The thermal decomposition behavior of hard coal fly ash (HCA2), obtained from the combustion of an Australian hard coal in
thermoelectric power plants, in different atmospheres (air, N2 and N2-H2 mixture), was studied using thermogravimetry (TG), infrared-evolved gas analysis (IR-EGA), differential scanning calorimetry
(DSC) and thermodilatometry (DIL) techniques. It was found that changing of the applied atmosphere affects the carbon content
of the ash which results in different thermal decomposition behaviors. In air, the carbon content was oxidized to carbon dioxide
before the decomposition of carbonate. In N2 or in N2-H2 atmospheres, the carbon content acts as a spacer causing a fewer points of contact between calcium carbonate particles, thus
increasing the interface area which results in a decrease of the carbonate decomposition temperature. Following the carbonate
decomposition, the iron oxide content of the ash undergoes a reductive decomposition reaction with the unburned carbon. This
oxidation-reduction reaction was found to be fast and go to completion in presence of the N2-H2 mixture than in the pure nitrogen atmosphere due to the reducing effect of the hydrogen.

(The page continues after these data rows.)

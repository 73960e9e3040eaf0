//! MedPredict Export CLI
//!
//! Converts trained model artifacts into portable safetensors files for
//! deployment alongside the web client.

use anyhow::{Context, Result};
use clap::{Args, Parser, Subcommand};
use medpredict_export::{
    copy_auxiliary, list_with_status, EntryKind, ExportManifest, ExportStatus, Exporter,
    DEFAULT_OUT_DIR,
};
use medpredict_models::ModelsConfig;
use std::path::{Path, PathBuf};
use tracing::{info, warn};

#[derive(Parser, Debug)]
#[command(name = "medpredict-export")]
#[command(
    author,
    version,
    about = "Export trained MedPredict models to the portable format"
)]
#[command(propagate_version = true)]
struct Cli {
    /// Models catalog (YAML); the built-in catalog is used when omitted
    #[arg(short, long, global = true, env = "MEDPREDICT_MODELS_CONFIG")]
    config: Option<PathBuf>,

    /// Override the catalog's base directory
    #[arg(long, global = true)]
    base_dir: Option<PathBuf>,

    /// Enable verbose logging
    #[arg(short, long, global = true)]
    verbose: bool,

    #[command(subcommand)]
    command: Commands,
}

#[derive(Subcommand, Debug)]
enum Commands {
    /// List catalog models and auxiliary files with their status
    List,

    /// Export a single model
    One {
        /// Model key
        #[arg(short, long)]
        model: String,

        /// Output path (default: web/models/<key>.safetensors)
        #[arg(short, long)]
        out: Option<PathBuf>,
    },

    /// Export the given models
    Many {
        /// Model keys
        #[arg(long, num_args = 1.., required = true)]
        models: Vec<String>,

        #[command(flatten)]
        batch: BatchArgs,
    },

    /// Export every catalog model
    All {
        #[command(flatten)]
        batch: BatchArgs,
    },
}

#[derive(Args, Debug)]
struct BatchArgs {
    /// Output directory
    #[arg(long, default_value = DEFAULT_OUT_DIR)]
    out_dir: PathBuf,

    /// Write models_manifest.json
    #[arg(long)]
    manifest: bool,

    /// Copy the label encoder and symptom table into the output directory
    #[arg(long)]
    include_aux: bool,
}

fn main() -> Result<()> {
    let cli = Cli::parse();

    init_tracing(cli.verbose);

    let mut config = ModelsConfig::load(cli.config.as_deref())
        .context("Failed to load models configuration")?;
    if let Some(base_dir) = cli.base_dir {
        config = config.with_base_dir(base_dir);
    }
    info!("Models catalog: {} entries, base dir {}", config.models.len(), config.base_dir.display());

    match cli.command {
        Commands::List => print_catalog(&config),
        Commands::One { model, out } => {
            let out = out.unwrap_or_else(|| {
                Path::new(DEFAULT_OUT_DIR).join(Exporter::file_name(&model))
            });
            let entry = Exporter::new(config).export_one(&model, &out);
            match entry.status {
                ExportStatus::Success => println!("Exported {} -> {}", model, out.display()),
                _ => println!(
                    "{} {}: {}",
                    status_label(entry.status),
                    model,
                    entry.reason.as_deref().unwrap_or("")
                ),
            }
        }
        Commands::Many { models, batch } => {
            let exporter = Exporter::new(config);
            let manifest = exporter.export_many(&models, &batch.out_dir);
            finish_batch(&exporter, &manifest, &batch)?;
        }
        Commands::All { batch } => {
            let exporter = Exporter::new(config);
            let manifest = exporter.export_all(&batch.out_dir);
            finish_batch(&exporter, &manifest, &batch)?;
        }
    }

    Ok(())
}

/// Optional manifest and auxiliary copy, then a summary.
///
/// Per-key failures are reported but never change the exit status.
fn finish_batch(exporter: &Exporter, manifest: &ExportManifest, batch: &BatchArgs) -> Result<()> {
    if batch.manifest {
        manifest
            .write(&batch.out_dir)
            .context("Failed to write export manifest")?;
    }
    if batch.include_aux {
        copy_auxiliary(exporter.config(), &batch.out_dir)
            .context("Failed to copy auxiliary files")?;
    }

    for entry in &manifest.models {
        println!(
            "  {:8} {:16} {}",
            status_label(entry.status),
            entry.key,
            entry
                .file
                .as_deref()
                .or(entry.reason.as_deref())
                .unwrap_or("")
        );
    }
    println!(
        "{}/{} models exported to {}",
        manifest.successful_exports,
        manifest.total_models,
        batch.out_dir.display()
    );

    if manifest.successful_exports < manifest.total_models {
        warn!(
            "{} models were not exported",
            manifest.total_models - manifest.successful_exports
        );
    }

    Ok(())
}

fn print_catalog(config: &ModelsConfig) {
    let entries = list_with_status(config);

    println!("Available models:");
    for entry in entries.iter().filter(|e| e.kind == EntryKind::Model) {
        println!("  {} {:16} -> {}", mark(entry.exists), entry.name, entry.path.display());
    }

    println!("\nAuxiliary files:");
    for entry in entries.iter().filter(|e| e.kind == EntryKind::Auxiliary) {
        println!("  {} {:16} -> {}", mark(entry.exists), entry.name, entry.path.display());
    }
}

fn mark(exists: bool) -> &'static str {
    if exists {
        "✓"
    } else {
        "✗"
    }
}

fn status_label(status: ExportStatus) -> &'static str {
    match status {
        ExportStatus::Success => "success",
        ExportStatus::Skipped => "skipped",
        ExportStatus::Failed => "failed",
    }
}

/// Initialize tracing/logging
fn init_tracing(verbose: bool) {
    use tracing_subscriber::{layer::SubscriberExt, util::SubscriberInitExt, EnvFilter};

    let filter = if verbose {
        EnvFilter::new("medpredict=debug")
    } else {
        EnvFilter::try_from_default_env().unwrap_or_else(|_| EnvFilter::new("medpredict=info"))
    };

    tracing_subscriber::registry()
        .with(filter)
        .with(tracing_subscriber::fmt::layer().with_writer(std::io::stderr))
        .init();
}
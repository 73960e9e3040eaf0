//! Core types for MedPredict

use serde::{Deserialize, Serialize};
use std::fmt;

/// Prediction domain served by the system
#[derive(Debug, Clone, Copy, PartialEq, Eq, Hash, Serialize, Deserialize)]
#[serde(rename_all = "snake_case")]
pub enum Domain {
    Diabetes,
    Heart,
    Parkinsons,
    /// Shared-symptom (common disease) domain, served by two arbitrated models
    Common,
}

impl Domain {
    /// Feature count for domains with a fixed schema.
    ///
    /// The common domain is sized by the external symptom-name table and
    /// therefore returns `None`.
    pub fn fixed_arity(&self) -> Option<usize> {
        match self {
            Self::Diabetes => Some(8),
            Self::Heart => Some(13),
            Self::Parkinsons => Some(22),
            Self::Common => None,
        }
    }

    /// Stable lowercase name, used for metric labels and log fields
    pub fn as_str(&self) -> &'static str {
        match self {
            Self::Diabetes => "diabetes",
            Self::Heart => "heart",
            Self::Parkinsons => "parkinsons",
            Self::Common => "common",
        }
    }

    /// Human readable name used in client-facing messages
    pub fn display_name(&self) -> &'static str {
        match self {
            Self::Diabetes => "Diabetes",
            Self::Heart => "Heart",
            Self::Parkinsons => "Parkinsons",
            Self::Common => "Common disease",
        }
    }
}

impl fmt::Display for Domain {
    fn fmt(&self, f: &mut fmt::Formatter<'_>) -> fmt::Result {
        f.write_str(self.as_str())
    }
}

/// Ordered numeric input for a single inference call
#[derive(Debug, Clone, PartialEq, Serialize, Deserialize)]
#[serde(transparent)]
pub struct FeatureVector {
    values: Vec<f64>,
}

impl FeatureVector {
    /// Create a feature vector from raw values
    pub fn new(values: Vec<f64>) -> Self {
        Self { values }
    }

    /// Create an all-zero vector of the given length
    pub fn zeros(len: usize) -> Self {
        Self {
            values: vec![0.0; len],
        }
    }

    /// Number of features
    pub fn len(&self) -> usize {
        self.values.len()
    }

    /// Whether the vector has no features
    pub fn is_empty(&self) -> bool {
        self.values.is_empty()
    }

    /// Borrow the values
    pub fn as_slice(&self) -> &[f64] {
        &self.values
    }

    /// Set a single position
    pub fn set(&mut self, index: usize, value: f64) {
        if let Some(slot) = self.values.get_mut(index) {
            *slot = value;
        }
    }
}

impl From<Vec<f64>> for FeatureVector {
    fn from(values: Vec<f64>) -> Self {
        Self::new(values)
    }
}

/// Which derivation tier produced a confidence value
#[derive(Debug, Clone, Copy, PartialEq, Eq, Serialize, Deserialize)]
#[serde(rename_all = "snake_case")]
pub enum ConfidenceTier {
    /// Max class probability reported by the artifact
    Probability,
    /// Clamped transform of a decision margin
    Margin,
    /// Fixed value chosen from the predicted label
    StaticDefault,
    /// Max component of a probability-like output activation vector
    OutputVector,
}

/// Final result of a prediction request
#[derive(Debug, Clone, Serialize, Deserialize)]
pub struct PredictionResult {
    /// Symbolic label
    pub label: String,

    /// Confidence in percent (0.0-100.0)
    pub confidence: f64,

    /// Tier that produced the confidence
    pub provenance: ConfidenceTier,

    /// Model that produced the label, when more than one was consulted
    #[serde(skip_serializing_if = "Option::is_none")]
    pub model_used: Option<String>,
}

impl PredictionResult {
    /// Create a new prediction result
    pub fn new(label: impl Into<String>, confidence: f64, provenance: ConfidenceTier) -> Self {
        Self {
            label: label.into(),
            confidence,
            provenance,
            model_used: None,
        }
    }

    /// Attach the name of the model that produced this result
    pub fn with_model(mut self, model: impl Into<String>) -> Self {
        self.model_used = Some(model.into());
        self
    }
}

The kinetics of the carbonate decomposition step, in air and N2-H2 mixture was performed under non-isothermal conditions using different integral methods of analysis. The dynamic TG curves
obeyed the Avrami-Erofeev equation (A2) in air, and phase boundary controlled reaction equation (R2) in N2-H2 mixture. The change in the reaction mechanism and the difference in the calculated values of activation parameters with the
change of the atmosphere were discussed in view of effect of the atmosphere on the carbon content of the ash.